Usefully cheaper than its only obvious direct competitor.

Tell us how the product performed overall when used for its designed purpose

Really well - it's nicer to use for screwing and unscrewing than any other multi-tool I've used.

Tell us what you particularly liked about the product

It's just rather pleasing to unscrew the cap, remove the bits and then put it back together.

Tell us what you particularly disliked about the product

If I went out with this instead of my usual multi-tool, I fretted a little over not having a chain tool with me. It's a bit more fiddly than an Allen key if you want to just slacken something off a touch, adjust it and nip it back up.

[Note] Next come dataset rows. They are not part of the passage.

// =============================================================================
// Unit Tests
// =============================================================================

#[cfg(test)]
mod tests {
    use super::*;

    /// The sample inventory: Switch "830" $300 ×9, Playstation "835" $400 ×5,
    /// Xbox "5" $350 ×7.
    fn sample_store(policy: CheckoutPolicy) -> Store {
        let mut store = Store::with_policy(policy);
        store.add_product(Product::new(
            "830",
            "Nintendo Switch",
            "console and handheld in one video game platform made by nintendo",
            Money::from_dollars(300),
            9,
        ));
        store.add_product(Product::new(
            "835",
            "Playstation",
            "Sony videogame console",
            Money::from_dollars(400),
            5,
        ));
        store.add_product(Product::new(
            "5",
            "Xbox one",
            "Microsoft videogame console",
            Money::from_dollars(350),
            7,
        ));
        store.add_member(Customer::new("David", "ABC", false));
        store.add_member(Customer::new("Cindy", "XYZ", true));
        store
    }

    fn fill_cart(store: &mut Store, member_id: &str, ids: &[&str]) {
        for id in ids {
            assert_eq!(store.add_product_to_member_cart(id, member_id), CartAddStatus::Added);
        }
    }

    fn stock(store: &Store, product_id: &str) -> i64 {
        store
            .inventory()
            .iter()
            .find(|p| p.id() == product_id)
            .map(Product::quantity_available)
            .unwrap()
    }

    #[test]
    fn test_full_scan_lookup() {
        let store = sample_store(CheckoutPolicy::default());
        assert_eq!(store.find_product("835").unwrap().title(), "Playstation");
        assert_eq!(store.find_product("5").unwrap().title(), "Xbox one");
        assert!(store.find_product("999").is_none());

        assert_eq!(store.find_member("XYZ").unwrap().name(), "Cindy");
        assert!(store.find_member("NOPE").is_none());
    }

    #[test]
    fn test_first_entry_only_lookup() {
        let store = sample_store(CheckoutPolicy::legacy());
        assert!(store.find_product("830").is_some());
        assert!(store.find_product("835").is_none());
        assert!(store.find_product("5").is_none());

        assert!(store.find_member("ABC").is_some());
        assert!(store.find_member("XYZ").is_none());

        let empty = Store::with_policy(CheckoutPolicy::legacy());
        assert!(empty.find_product("830").is_none());
        assert!(empty.find_member("ABC").is_none());
    }

    #[test]
    fn test_find_mut_follows_strategy() {
        let mut store = sample_store(CheckoutPolicy::default());
        store.find_product_mut("835").unwrap().decrease_quantity();
        assert_eq!(stock(&store, "835"), 4);
        store.find_member_mut("XYZ").unwrap().add_to_cart("manual");
        assert_eq!(store.find_member("XYZ").unwrap().cart(), ["manual"]);

        let mut legacy = sample_store(CheckoutPolicy::legacy());
        assert!(legacy.find_product_mut("835").is_none());
        assert!(legacy.find_member_mut("XYZ").is_none());
    }

    #[test]
    fn test_product_search_sorted_case_insensitive() {
        let store = sample_store(CheckoutPolicy::default());

        assert_eq!(store.product_search("console"), ["5", "830", "835"]);
        assert_eq!(store.product_search("PLAYSTATION"), ["835"]);
        // Description-only match
        assert_eq!(store.product_search("nintendo"), ["830"]);
        assert_eq!(store.product_search("sony"), ["835"]);
        assert!(store.product_search("laptop").is_empty());
        assert_eq!(store.product_search(""), ["5", "830", "835"]);
    }

    #[test]
    fn test_product_search_ignores_lookup_strategy() {
        let store = sample_store(CheckoutPolicy::legacy());
        assert_eq!(store.product_search("videogame"), ["5", "835"]);
    }

    #[test]
    fn test_add_to_cart_statuses() {
        let mut store = sample_store(CheckoutPolicy::default());

        assert_eq!(store.add_product_to_member_cart("830", "ABC"), CartAddStatus::Added);
        assert_eq!(store.add_product_to_member_cart("999", "ABC"), CartAddStatus::ProductNotFound);
        assert_eq!(store.add_product_to_member_cart("830", "NOPE"), CartAddStatus::MemberNotFound);
        // Product is checked before member.
        assert_eq!(store.add_product_to_member_cart("999", "NOPE"), CartAddStatus::ProductNotFound);

        assert_eq!(store.find_member("ABC").unwrap().cart(), ["830"]);
        // Adding to the cart does not reserve stock.
        assert_eq!(stock(&store, "830"), 9);
    }

    #[test]
    fn test_add_out_of_stock_leaves_cart_unchanged() {
        let mut store = Store::new();
        store.add_product(Product::new("1", "Gone", "sold out", Money::from_dollars(10), 0));
        store.add_member(Customer::new("David", "ABC", false));

        assert_eq!(store.add_product_to_member_cart("1", "ABC"), CartAddStatus::OutOfStock);
        assert!(store.find_member("ABC").unwrap().cart().is_empty());
    }

    #[test]
    fn test_add_to_cart_with_first_entry_lookup() {
        let mut store = sample_store(CheckoutPolicy::legacy());
        assert_eq!(store.add_product_to_member_cart("830", "ABC"), CartAddStatus::Added);
        assert_eq!(store.add_product_to_member_cart("835", "ABC"), CartAddStatus::ProductNotFound);
        assert_eq!(store.add_product_to_member_cart("830", "XYZ"), CartAddStatus::MemberNotFound);
        assert_eq!(store.find_member("ABC").unwrap().cart(), ["830"]);
    }

    #[test]
    fn test_non_premium_checkout_compounds_per_line() {
        let mut store = sample_store(CheckoutPolicy::default());
        fill_cart(&mut store, "ABC", &["830", "835", "5"]);

        let total = store.checkout_member("ABC").unwrap();

        // ((300 × 1.07 + 400) × 1.07 + 350) × 1.07 = 1199.9729
        assert_eq!(total.cents(), 119_997);
        let float = ((300.0 * 1.07 + 400.0) * 1.07 + 350.0) * 1.07;
        assert!((total.cents() as f64 / 100.0 - float).abs() < 0.01);

        assert_eq!(stock(&store, "830"), 8);
        assert_eq!(stock(&store, "835"), 4);
        assert_eq!(stock(&store, "5"), 6);
        assert!(store.find_member("ABC").unwrap().cart().is_empty());
    }

    #[test]
    fn test_compounding_total_matches_formula_for_long_carts() {
        let mut store = Store::new();
        store.add_product(Product::new("1", "Sticker", "vinyl sticker", Money::from_cents(1), 20));
        store.add_member(Customer::new("David", "ABC", false));
        fill_cart(&mut store, "ABC", &["1"; 10]);

        let total = store.checkout_member("ABC").unwrap();

        let formula: f64 = (1..=10).map(|k| 0.01 * 1.07f64.powi(k)).sum();
        assert!((total.cents() as f64 / 100.0 - formula).abs() < 0.005);
        assert_eq!(total.cents(), 15);
        assert_eq!(stock(&store, "1"), 10);
    }

    #[test]
    fn test_premium_checkout_has_no_surcharge() {
        let mut store = sample_store(CheckoutPolicy::default());
        fill_cart(&mut store, "XYZ", &["830", "835", "5"]);

        let total = store.checkout_member("XYZ").unwrap();
        assert_eq!(total, Money::from_dollars(1050));
    }

    #[test]
    fn test_flat_surcharge_applies_once() {
        let policy = CheckoutPolicy {
            surcharge_mode: SurchargeMode::Flat,
            ..CheckoutPolicy::default()
        };
        let mut store = sample_store(policy);
        fill_cart(&mut store, "ABC", &["830", "835", "5"]);

        // $1050 × 1.07
        assert_eq!(store.checkout_member("ABC").unwrap(), Money::from_cents(112_350));
    }

    #[test]
    fn test_custom_surcharge_rate() {
        let policy = CheckoutPolicy {
            surcharge_rate: SurchargeRate::from_bps(1000),
            ..CheckoutPolicy::default()
        };
        let mut store = sample_store(policy);
        fill_cart(&mut store, "ABC", &["830", "830"]);

        // (300 × 1.1 + 300) × 1.1 = 693
        assert_eq!(store.checkout_member("ABC").unwrap(), Money::from_dollars(693));
    }

    #[test]
    fn test_checkout_unknown_member_is_invalid() {
        let mut store = sample_store(CheckoutPolicy::default());
        fill_cart(&mut store, "ABC", &["830"]);
        let before = store.clone();

        let err = store.checkout_member("NOPE").unwrap_err();
        assert_eq!(
            err,
            StoreError::InvalidCheckout {
                member_id: "NOPE".to_string()
            }
        );
        assert_eq!(store.inventory(), before.inventory());
        assert_eq!(store.members(), before.members());
    }

    #[test]
    fn test_checkout_skips_out_of_stock_and_clears_cart() {
        let mut store = Store::new();
        store.add_product(Product::new("1", "Last One", "only one left", Money::from_dollars(100), 1));
        store.add_member(Customer::new("David", "ABC", true));
        fill_cart(&mut store, "ABC", &["1", "1", "1"]);

        let receipt = store.checkout_member_with_receipt("ABC").unwrap();
        assert_eq!(receipt.total, Money::from_dollars(100));
        assert_eq!(receipt.charged_count(), 1);
        assert_eq!(receipt.skipped, ["1", "1"]);
        assert_eq!(stock(&store, "1"), 0);
        assert!(store.find_member("ABC").unwrap().cart().is_empty());
    }

    #[test]
    fn test_checkout_empty_cart() {
        let mut store = sample_store(CheckoutPolicy::default());
        assert_eq!(store.checkout_member("ABC").unwrap(), Money::zero());
    }

    #[test]
    fn test_checkout_unresolved_cart_item_keeps_prior_decrements() {
        let mut store = sample_store(CheckoutPolicy::default());
        fill_cart(&mut store, "ABC", &["830"]);
        store.find_member_mut("ABC").unwrap().add_to_cart("999");
        fill_cart(&mut store, "ABC", &["835"]);

        let err = store.checkout_member("ABC").unwrap_err();
        assert!(matches!(
            err,
            StoreError::UnresolvedCartItem { ref product_id, .. } if product_id == "999"
        ));

        // No rollback for the line charged before the failure.
        assert_eq!(stock(&store, "830"), 8);
        assert_eq!(stock(&store, "835"), 5);
        assert_eq!(store.find_member("ABC").unwrap().cart(), ["830", "999", "835"]);
    }

    #[test]
    fn test_legacy_checkout_cannot_resolve_later_products() {
        let mut store = sample_store(CheckoutPolicy::legacy());
        fill_cart(&mut store, "ABC", &["830"]);
        store.find_member_mut("ABC").unwrap().add_to_cart("835");

        assert!(matches!(
            store.checkout_member("ABC"),
            Err(StoreError::UnresolvedCartItem { .. })
        ));
    }

    #[test]
    fn test_legacy_sample_flow() {
        // Only "830" makes it into the cart under first-entry lookup.
        let mut store = sample_store(CheckoutPolicy::legacy());
        for id in ["830", "835", "5"] {
            store.add_product_to_member_cart(id, "ABC");
        }
        assert_eq!(store.find_member("ABC").unwrap().cart(), ["830"]);
        assert_eq!(store.checkout_member("ABC").unwrap(), Money::from_dollars(321));
    }

    #[test]
    fn test_receipt_lines_track_running_total() {
        let mut store = sample_store(CheckoutPolicy::default());
        fill_cart(&mut store, "ABC", &["830", "835"]);

        let receipt = store.checkout_member_with_receipt("ABC").unwrap();
        assert_eq!(receipt.member_id, "ABC");
        assert!(!receipt.premium);
        assert_eq!(receipt.lines[0].product_id, "830");
        assert_eq!(receipt.lines[0].running_total, Money::from_cents(32_100));
        assert_eq!(receipt.lines[1].title, "Playstation");
        assert_eq!(receipt.lines[1].unit_price, Money::from_dollars(400));
        assert_eq!(receipt.lines[1].running_total, Money::from_cents(77_147));
        assert_eq!(receipt.total, Money::from_cents(77_147));
        assert!(receipt.skipped.is_empty());
    }
}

Did you enjoy using the product? Yes

Would you consider buying the product? Yes

Would you recommend the product to a friend? Yes

Use this box to explain your score

It's really nicely made and significantly cheaper than its main competitor. If you carry a separate chain tool (or don't want to carry one) I'd say it's a great option.

Overall rating: 9/10

About the tester

Age: 37  Height: 188cm  Weight: 78kg

I usually ride: On-one Bish Bash Bosh  My best bike is: Rose X-Lite CRS

I've been riding for: Over 20 years  I ride: Most days  I would class myself as: Expert

I regularly do the following types of riding: road racing, time trialling, cyclo-cross, commuting, touring, club rides, sportives, general fitness riding, fixed/singlespeed, mountain biking

Jez spends his days making robots that drive cars but is happiest when on two wheels.  His roots are in mountain biking but he spends more time nowadays on the road, occasionally racing but more often just riding.